Further, many small and rural practices now feel pressure to join other practices or providers (such as a hospital or health system) to navigate these models even if the practices would prefer to remain independent. One stakeholder said that physicians are often busy seeing patients throughout the day and are unable to complete administrative tasks, such as attending meetings. And, practices that want to add staff may also face challenges, such as finding qualified staff that are experts within their field and that understand the requirements associated with value-based payment models.

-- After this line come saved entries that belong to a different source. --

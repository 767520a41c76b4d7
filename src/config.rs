/// Service configuration
///
/// Loaded from a TOML file (path from `--config`, else `METEO_CONFIG`,
/// else `meteo.toml`). A `.env` file in the working directory is read
/// first, so `METEO_*` overrides can live there too.
///
/// ```toml
/// language = "de"
/// api_version = "v3"
/// data_dir = "./data"
/// postal_codes = [800100, 300000]
/// stations = ["SMA", "BER"]
///
/// [logging]
/// level = "info"
/// timestamps = true
/// ```

use serde::Deserialize;
use std::env;
use std::fs;
use std::path::{Path, PathBuf};

use crate::ingest::meteoswiss::{ApiVersion, Endpoints};
use crate::model::{MeteoError, Result};

pub const DEFAULT_CONFIG_FILE: &str = "meteo.toml";
const STATE_FILE_NAME: &str = "states.json";

#[derive(Debug, Clone, PartialEq, Deserialize)]
#[serde(default, deny_unknown_fields)]
pub struct Config {
    /// Sent as `Accept-Language`.
    pub language: String,
    pub api_version: ApiVersion,
    /// Holds the reference snapshot.
    pub data_dir: PathBuf,
    /// JSON mirror of the state tree. Defaults to `<data_dir>/states.json`.
    pub state_file: Option<PathBuf>,
    /// Snapshot `plz_pk` values, e.g. 800100.
    pub postal_codes: Vec<u32>,
    /// SwissMetNet station codes, e.g. "SMA".
    pub stations: Vec<String>,
    pub endpoints: EndpointOverrides,
    pub logging: LoggingConfig,
}

impl Default for Config {
    fn default() -> Self {
        Self {
            language: "de".to_string(),
            api_version: ApiVersion::default(),
            data_dir: PathBuf::from("./data"),
            state_file: None,
            postal_codes: Vec::new(),
            stations: Vec::new(),
            endpoints: EndpointOverrides::default(),
            logging: LoggingConfig::default(),
        }
    }
}

#[derive(Debug, Clone, Default, PartialEq, Deserialize)]
#[serde(default, deny_unknown_fields)]
pub struct EndpointOverrides {
    pub static_base_url: Option<String>,
    pub dynamic_base_url: Option<String>,
}

#[derive(Debug, Clone, PartialEq, Deserialize)]
#[serde(default, deny_unknown_fields)]
pub struct LoggingConfig {
    pub level: String,
    /// Appended to in addition to stderr.
    pub file: Option<String>,
    pub timestamps: bool,
}

impl Default for LoggingConfig {
    fn default() -> Self {
        Self {
            level: "info".to_string(),
            file: None,
            timestamps: true,
        }
    }
}

impl Config {
    /// Loads `.env`, then the config file, then applies `METEO_*` overrides.
    ///
    /// A missing default file yields the defaults; a missing file that was
    /// asked for explicitly is an error.
    pub fn load(path: Option<&Path>) -> Result<Self> {
        dotenv::dotenv().ok();

        let explicit = path
            .map(Path::to_path_buf)
            .or_else(|| env::var_os("METEO_CONFIG").map(PathBuf::from));

        let mut config = match explicit {
            Some(p) => Self::from_file(&p)?,
            None if Path::new(DEFAULT_CONFIG_FILE).exists() => Self::from_file(DEFAULT_CONFIG_FILE)?,
            None => Self::default(),
        };

        config.apply_overrides(|key| env::var(key).ok());
        config.normalize();
        Ok(config)
    }

    pub fn from_file(path: impl AsRef<Path>) -> Result<Self> {
        let path = path.as_ref();
        let contents = fs::read_to_string(path)
            .map_err(|e| MeteoError::Config(format!("couldn't read {}: {}", path.display(), e)))?;
        Self::parse(&contents)
    }

    pub fn parse(text: &str) -> Result<Self> {
        let mut config: Config = toml::from_str(text).map_err(|e| MeteoError::Config(e.to_string()))?;
        config.normalize();
        Ok(config)
    }

    /// Applies `METEO_DATA_DIR` and `METEO_LANGUAGE` as returned by `lookup`.
    pub fn apply_overrides<F: Fn(&str) -> Option<String>>(&mut self, lookup: F) {
        if let Some(dir) = lookup("METEO_DATA_DIR").filter(|s| !s.is_empty()) {
            self.data_dir = PathBuf::from(dir);
        }
        if let Some(language) = lookup("METEO_LANGUAGE").filter(|s| !s.is_empty()) {
            self.language = language;
        }
    }

    /// Drops repeated locations, keeping the first occurrence.
    fn normalize(&mut self) {
        let mut seen = Vec::with_capacity(self.postal_codes.len());
        self.postal_codes.retain(|zip| {
            let fresh = !seen.contains(zip);
            seen.push(*zip);
            fresh
        });

        let mut seen: Vec<String> = Vec::with_capacity(self.stations.len());
        self.stations.retain(|code| {
            let fresh = !seen.contains(code);
            seen.push(code.clone());
            fresh
        });
    }

    pub fn state_file(&self) -> PathBuf {
        self.state_file
            .clone()
            .unwrap_or_else(|| self.data_dir.join(STATE_FILE_NAME))
    }

    pub fn endpoints(&self) -> Endpoints {
        let mut endpoints = Endpoints::for_version(self.api_version);
        if let Some(url) = &self.endpoints.static_base_url {
            endpoints.static_base = url.clone();
        }
        if let Some(url) = &self.endpoints.dynamic_base_url {
            endpoints.dynamic_base = url.clone();
        }
        endpoints
    }
}
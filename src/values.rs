//! Value translation from upstream fields to state values.
//!
//! Every function here is total: missing input yields `None`, never an error.

use chrono::{DateTime, SecondsFormat, Utc};

use crate::model::SENSOR_SENTINEL;

const WEATHER_ICON_URL_FORMAT: &str =
    "https://cdn.jsdelivr.net/npm/meteo-icons/icons/weathericon_%s.png";

const WARNING_ICON_URL_FORMAT: &str =
    "https://cdn.jsdelivr.net/npm/meteo-icons/icons/bulletinwebicon_type%s_level%s.png";

/// Formats an epoch-millisecond timestamp as ISO 8601 with millisecond
/// precision, e.g. `2024-05-01T12:00:00.000Z`.
///
/// Absent and zero timestamps map to `None`.
pub fn to_timestamp_string(timestamp: Option<i64>) -> Option<String> {
    match timestamp {
        None | Some(0) => None,
        Some(ms) => DateTime::<Utc>::from_timestamp_millis(ms)
            .map(|dt| dt.to_rfc3339_opts(SecondsFormat::Millis, true)),
    }
}

/// Drops the "no valid reading" sentinel.
pub fn to_measurement(value: Option<f64>) -> Option<f64> {
    value.filter(|v| *v != SENSOR_SENTINEL)
}

/// Builds the weather icon URL, zero-padding the code to three digits.
pub fn to_icon_url(icon: Option<i64>) -> Option<String> {
    icon.map(|code| WEATHER_ICON_URL_FORMAT.replace("%s", &format!("{:03}", code)))
}

/// Builds the warning icon URL for a hazard category and severity level.
pub fn to_warning_icon_url(hazard_id: i64, level: i64) -> String {
    WARNING_ICON_URL_FORMAT
        .replacen("%s", &hazard_id.to_string(), 1)
        .replacen("%s", &level.to_string(), 1)
}

/// Human label for a day offset from today.
pub fn day_label(offset: usize) -> String {
    match offset {
        0 => "Today".to_string(),
        1 => "Tomorrow".to_string(),
        n => format!("Today +{}", n),
    }
}
//! Inbound push warnings.
//!
//! Single warnings delivered asynchronously (one notification per warning)
//! rather than as part of a polled detail response. Every field arrives as
//! a string. Each event is merged into the existing warning channel through
//! the downgrade rule in `alert::warnings::apply_incoming`.

use serde::Deserialize;

use crate::alert::warnings::{apply_incoming, write_warning, Resolution, StoredWarning};
use crate::hazards::warning_channel_suffix;
use crate::logging::{self, DataSource};
use crate::model::{MeteoError, Result, Warning};
use crate::state::{ObjectSpec, StateBatch, StateStore, StateValue, ValueType};

pub const PUSH_IDS_STATE: &str = "info.push-ids";

/// Notification payload as delivered by the push channel.
#[derive(Debug, Clone, Default, PartialEq, Deserialize)]
#[serde(rename_all = "camelCase")]
pub struct PushWarning {
    pub plz: String,
    pub warn_type: String,
    pub warn_level: String,
    #[serde(default)]
    pub warn_text: String,
    #[serde(default)]
    pub valid_from: Option<String>,
    #[serde(default)]
    pub valid_to: Option<String>,
    #[serde(default)]
    pub ordering: String,
    /// `"true"` for an outlook.
    #[serde(default)]
    pub outlook: String,
}

#[derive(Debug, Clone, PartialEq, Deserialize)]
#[serde(rename_all = "camelCase")]
pub struct PushEvent {
    pub persistent_id: String,
    pub warning: PushWarning,
}

impl PushWarning {
    fn hazard_id(&self) -> Result<i64> {
        parse_int("warnType", &self.warn_type)
    }

    /// Warning channel id, e.g. `800100.warning-07`.
    pub fn channel(&self) -> Result<String> {
        Ok(format!("{}.{}", self.plz, warning_channel_suffix(self.hazard_id()?)))
    }

    /// Converts the string payload into a warning. The push payload carries
    /// no separate HTML text; the plain text is used for both.
    pub fn to_warning(&self) -> Result<Warning> {
        Ok(Warning {
            warn_type: self.hazard_id()?,
            warn_level: parse_int("warnLevel", &self.warn_level)?,
            text: self.warn_text.clone(),
            html_text: self.warn_text.clone(),
            valid_from: self.valid_from.as_deref().and_then(|s| s.trim().parse().ok()),
            valid_to: self.valid_to.as_deref().and_then(|s| s.trim().parse().ok()),
            ordering: self.ordering.clone(),
            outlook: self.outlook == "true",
            links: Vec::new(),
        })
    }
}

fn parse_int(field: &str, value: &str) -> Result<i64> {
    value
        .trim()
        .parse()
        .map_err(|_| MeteoError::Parse(format!("invalid {} '{}'", field, value)))
}

/// Applies push events to the state tree and tracks the received
/// notification ids.
#[derive(Debug, Default)]
pub struct PushHandler {
    persistent_ids: Vec<String>,
}

impl PushHandler {
    pub fn new() -> Self {
        Self::default()
    }

    pub fn persistent_ids(&self) -> &[String] {
        &self.persistent_ids
    }

    /// Defines the id list state and picks up ids stored by an earlier run.
    pub fn restore<S: StateStore + ?Sized>(&mut self, store: &mut S) -> Result<()> {
        store.ensure_object(&ObjectSpec::state(
            PUSH_IDS_STATE,
            "Push persistent IDs",
            ValueType::String,
            "json",
            None,
        ))?;

        if let Some(StateValue::Text(json)) = store.read(PUSH_IDS_STATE)? {
            match serde_json::from_str::<Vec<String>>(&json) {
                Ok(ids) => self.persistent_ids = ids,
                Err(e) => logging::debug(
                    DataSource::Push,
                    None,
                    &format!("Ignoring unreadable {}: {}", PUSH_IDS_STATE, e),
                ),
            }
        }
        Ok(())
    }

    /// Records the event id, then applies the warning unless it is a
    /// suppressed downgrade.
    ///
    /// Fails if the payload is malformed or the target warning channel does
    /// not exist.
    pub fn handle<S: StateStore + ?Sized>(&mut self, store: &mut S, event: &PushEvent) -> Result<Resolution> {
        self.persistent_ids.push(event.persistent_id.clone());
        store.write(PUSH_IDS_STATE, StateValue::Text(serde_json::to_string(&self.persistent_ids)?))?;

        let payload = &event.warning;
        let channel = payload.channel()?;
        if !store.object_exists(&channel)? {
            return Err(MeteoError::State(format!(
                "Received warning {} for {}, but couldn't find channel",
                payload.warn_type, payload.plz
            )));
        }

        let warning = payload.to_warning()?;
        let current = StoredWarning {
            level: store
                .read(&format!("{channel}.level"))?
                .and_then(|v| v.as_number())
                .map(|n| n as i64),
            outlook: store.read(&format!("{channel}.outlook"))?.and_then(|v| v.as_bool()),
        };

        let resolution = apply_incoming(current, Some(&warning));
        match resolution {
            Resolution::Ignore => logging::debug(
                DataSource::Push,
                Some(payload.plz.as_str()),
                &format!("Ignoring warning {} because of lower level", payload.warn_type),
            ),
            Resolution::Apply => {
                let mut batch = StateBatch::new(false);
                write_warning(&mut batch, &channel, warning.warn_type, Some(&warning));
                batch.apply(store)?;
            }
        }
        Ok(resolution)
    }
}
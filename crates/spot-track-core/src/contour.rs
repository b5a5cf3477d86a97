//! Outer-boundary extraction from a binary mask.
//!
//! Connected foreground regions (8-connectivity) are discovered in row-major
//! scan order; for each region the outer boundary is traced with
//! Moore-neighbour following starting at the region's topmost-leftmost pixel.
//! Interior holes are not reported. Collinear interior vertices are dropped,
//! so the stored polygon is a reduced vertex set rather than every boundary
//! pixel.

use nalgebra::Point2;

use crate::frame::Mask;

/// Ordered closed polygon approximating one connected foreground region's
/// outer boundary. Never self-intersecting by construction (the boundary may
/// pass through a pinch pixel twice, which keeps the traversal closed).
#[derive(Clone, Debug, PartialEq, Eq)]
pub struct Contour {
    pub points: Vec<Point2<i32>>,
}

impl Contour {
    pub fn new(points: Vec<Point2<i32>>) -> Self {
        Self { points }
    }

    /// Polygon area, the same quantity as the zeroth spatial moment.
    pub fn area(&self) -> f64 {
        crate::moments::contour_moments(self).m00
    }

    /// First boundary vertex; the representative point used for labels.
    pub fn anchor(&self) -> Option<Point2<i32>> {
        self.points.first().copied()
    }
}

// Clockwise 8-neighbourhood in screen coordinates (y grows downward).
const DX: [i32; 8] = [1, 1, 0, -1, -1, -1, 0, 1];
const DY: [i32; 8] = [0, 1, 1, 1, 0, -1, -1, -1];

/// Extract the outer boundaries of all 8-connected foreground components.
///
/// Components are emitted in discovery order of the row-major scan, i.e.
/// topmost-leftmost component first. This makes downstream label assignment
/// deterministic.
pub fn find_external_contours(mask: &Mask) -> Vec<Contour> {
    let (w, h) = (mask.width(), mask.height());
    let mut labels = vec![0u32; w * h];
    let mut contours = Vec::new();
    let mut next_label = 0u32;

    for y in 0..h {
        for x in 0..w {
            if !mask.is_foreground(x, y) || labels[y * w + x] != 0 {
                continue;
            }
            next_label += 1;
            flood_fill(mask, &mut labels, next_label, x, y);
            let boundary = trace_outer_boundary(&labels, w, h, next_label, x, y);
            contours.push(Contour::new(simplify_collinear(boundary)));
        }
    }
    contours
}

/// 8-connected BFS labeling of one component.
fn flood_fill(mask: &Mask, labels: &mut [u32], label: u32, sx: usize, sy: usize) {
    let (w, h) = (mask.width(), mask.height());
    let mut queue = std::collections::VecDeque::new();
    labels[sy * w + sx] = label;
    queue.push_back((sx as i32, sy as i32));

    while let Some((x, y)) = queue.pop_front() {
        for d in 0..8 {
            let (nx, ny) = (x + DX[d], y + DY[d]);
            if nx < 0 || ny < 0 || nx >= w as i32 || ny >= h as i32 {
                continue;
            }
            let idx = ny as usize * w + nx as usize;
            if labels[idx] == 0 && mask.is_foreground(nx as usize, ny as usize) {
                labels[idx] = label;
                queue.push_back((nx, ny));
            }
        }
    }
}

/// Moore-neighbour boundary following over one labeled component.
///
/// `(sx, sy)` must be the component's topmost-leftmost pixel, which
/// guarantees its west neighbour is background and gives a canonical start
/// state. Terminates when the initial move out of the start pixel repeats.
fn trace_outer_boundary(
    labels: &[u32],
    w: usize,
    h: usize,
    label: u32,
    sx: usize,
    sy: usize,
) -> Vec<Point2<i32>> {
    let hit = |x: i32, y: i32| -> bool {
        x >= 0
            && y >= 0
            && x < w as i32
            && y < h as i32
            && labels[y as usize * w + x as usize] == label
    };

    let start = Point2::new(sx as i32, sy as i32);
    let mut boundary = vec![start];
    let mut cur = start;
    // Direction from the current pixel to its backtrack (background) pixel;
    // the west neighbour of the start pixel is background by construction.
    let mut back = 4usize;
    let mut first_dir: Option<usize> = None;

    // Each boundary pixel is visited at most a handful of times.
    let max_steps = 4 * w * h + 8;
    for _ in 0..max_steps {
        let mut found = None;
        for i in 1..=8 {
            let d = (back + i) % 8;
            if hit(cur.x + DX[d], cur.y + DY[d]) {
                // The neighbour checked just before `d` is background and
                // becomes the next backtrack pixel.
                found = Some((d, (back + i - 1) % 8));
                break;
            }
        }
        let Some((d, last_bg)) = found else {
            break; // isolated single pixel
        };

        if cur == start {
            match first_dir {
                None => first_dir = Some(d),
                Some(d0) if d == d0 => break, // loop closed
                Some(_) => {}
            }
        }

        let next = Point2::new(cur.x + DX[d], cur.y + DY[d]);
        // The backtrack pixel is fixed in image space; recompute its
        // direction relative to the pixel we are moving onto.
        let bg_dx = cur.x + DX[last_bg] - next.x;
        let bg_dy = cur.y + DY[last_bg] - next.y;
        back = dir_index(bg_dx, bg_dy);
        boundary.push(next);
        cur = next;
    }

    // The final arrival duplicates the start vertex.
    if boundary.len() > 1 && boundary.last() == boundary.first() {
        boundary.pop();
    }
    boundary
}

fn dir_index(dx: i32, dy: i32) -> usize {
    for d in 0..8 {
        if DX[d] == dx && DY[d] == dy {
            return d;
        }
    }
    unreachable!("backtrack pixel is always king-adjacent");
}

/// Drop vertices that continue a straight run of boundary steps. Reversal
/// points (zero-area spikes) are kept so the traversal stays closed.
fn simplify_collinear(points: Vec<Point2<i32>>) -> Vec<Point2<i32>> {
    let n = points.len();
    if n < 3 {
        return points;
    }
    let mut out = Vec::with_capacity(n);
    for i in 0..n {
        let prev = points[(i + n - 1) % n];
        let cur = points[i];
        let next = points[(i + 1) % n];
        let (ax, ay) = (cur.x - prev.x, cur.y - prev.y);
        let (bx, by) = (next.x - cur.x, next.y - cur.y);
        let cross = ax * by - ay * bx;
        let dot = ax * bx + ay * by;
        if cross == 0 && dot > 0 {
            continue;
        }
        out.push(cur);
    }
    if out.is_empty() {
        // Fully collinear ring cannot happen for a traced boundary, but keep
        // the polygon non-empty for robustness.
        vec![points[0]]
    } else {
        out
    }
}
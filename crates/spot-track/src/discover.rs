//! Bounded device discovery: poll a probe on a fixed period until it yields
//! a device or the timeout lapses.
//!
//! The clock is injectable so the retry loop is testable without real
//! delays, and the probe is a closure so platform-specific enumeration
//! (e.g. scanning `/dev` for capture nodes) stays with the caller.

use std::time::{Duration, Instant};

use log::{info, warn};
use serde::{Deserialize, Serialize};
use thiserror::Error;

#[derive(Debug, Error, PartialEq, Eq)]
pub enum DiscoverError {
    /// Fatal: there is no retry path left; callers exit non-zero.
    #[error("no capture device found within {timeout:?}")]
    NoDeviceFound { timeout: Duration },
}

/// Retry policy for device discovery.
#[derive(Clone, Copy, Debug, Serialize, Deserialize)]
pub struct DiscoveryPolicy {
    pub poll_interval: Duration,
    pub timeout: Duration,
}

impl Default for DiscoveryPolicy {
    fn default() -> Self {
        Self {
            poll_interval: Duration::from_secs(5),
            timeout: Duration::from_secs(60),
        }
    }
}

impl DiscoveryPolicy {
    pub fn with_timeout(timeout: Duration) -> Self {
        Self {
            timeout,
            ..Self::default()
        }
    }
}

/// Time source seam; production code uses [`SystemClock`].
pub trait Clock {
    fn now(&self) -> Instant;
    fn sleep(&self, duration: Duration);
}

#[derive(Default)]
pub struct SystemClock;

impl Clock for SystemClock {
    fn now(&self) -> Instant {
        Instant::now()
    }

    fn sleep(&self, duration: Duration) {
        std::thread::sleep(duration);
    }
}

/// Poll `probe` every `policy.poll_interval` until it yields a device or
/// `policy.timeout` has elapsed. The probe runs at least once even with a
/// zero timeout.
pub fn discover<T>(
    mut probe: impl FnMut() -> Option<T>,
    policy: DiscoveryPolicy,
    clock: &impl Clock,
) -> Result<T, DiscoverError> {
    let start = clock.now();
    let mut attempts = 0u32;
    loop {
        attempts += 1;
        if let Some(device) = probe() {
            info!(
                "attempt {attempts}: found capture device after {:.1}s",
                clock.now().duration_since(start).as_secs_f64()
            );
            return Ok(device);
        }
        if clock.now().duration_since(start) >= policy.timeout {
            warn!(
                "no capture device found after {attempts} attempt(s) and {:?}",
                policy.timeout
            );
            return Err(DiscoverError::NoDeviceFound {
                timeout: policy.timeout,
            });
        }
        info!(
            "attempt {attempts}: no capture device, retrying in {:?}",
            policy.poll_interval
        );
        clock.sleep(policy.poll_interval);
    }
}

As the report stated, in the final MACRA rule, CMS said that protection of small, independent practices was an important thematic objective and that in performance year 2017 many small practices will be excluded from the new MIPS (Merit-Based Incentive Payment System) requirements due to the low-volume Medicare threshold. Federal officials also said MACRA will provide $20 million each year for five years to train and educate Medicare clinicians in small practices of 15 clinicians or fewer and those working in underserved areas. Beginning December 2016, local, experienced organizations will offer free, on-the-ground, specialized help to small practices using this funding. And starting in 2018, “virtual group” reporting will allow small practices to be assessed as a group across the four MIPS performance categories.

According to the stakeholders GAO interviewed, organizations offer a variety of services that can help small and rural physician practices with challenges to participating in Medicare's value-based payment models, but there is the issue that not all small and rural practices are able to access these services. Organizations include group practices, private companies, nonprofit groups, and universities. GAO grouped the organizations that can assist into two categories: partner and non-partner organizations. Partner organizations share financial risk associated with model participation and provide comprehensive services that can mitigate challenges. These services may include sharing resources, such as data systems and care management staff, and conducting analysis to manage patient care. Non-partner organizations do not share financial risk but provide specific services that can help with certain challenges, such as health IT and data challenges.

However, not all small and rural practices have access to organizations and the services they provide, GAO found. For example, some partner organization stakeholders told GAO that they are selective about the practices they will form partnerships with. Further, some stakeholders said that small and rural practices may have limited financial resources that prevent them from hiring the organizations that could best assist them with participation.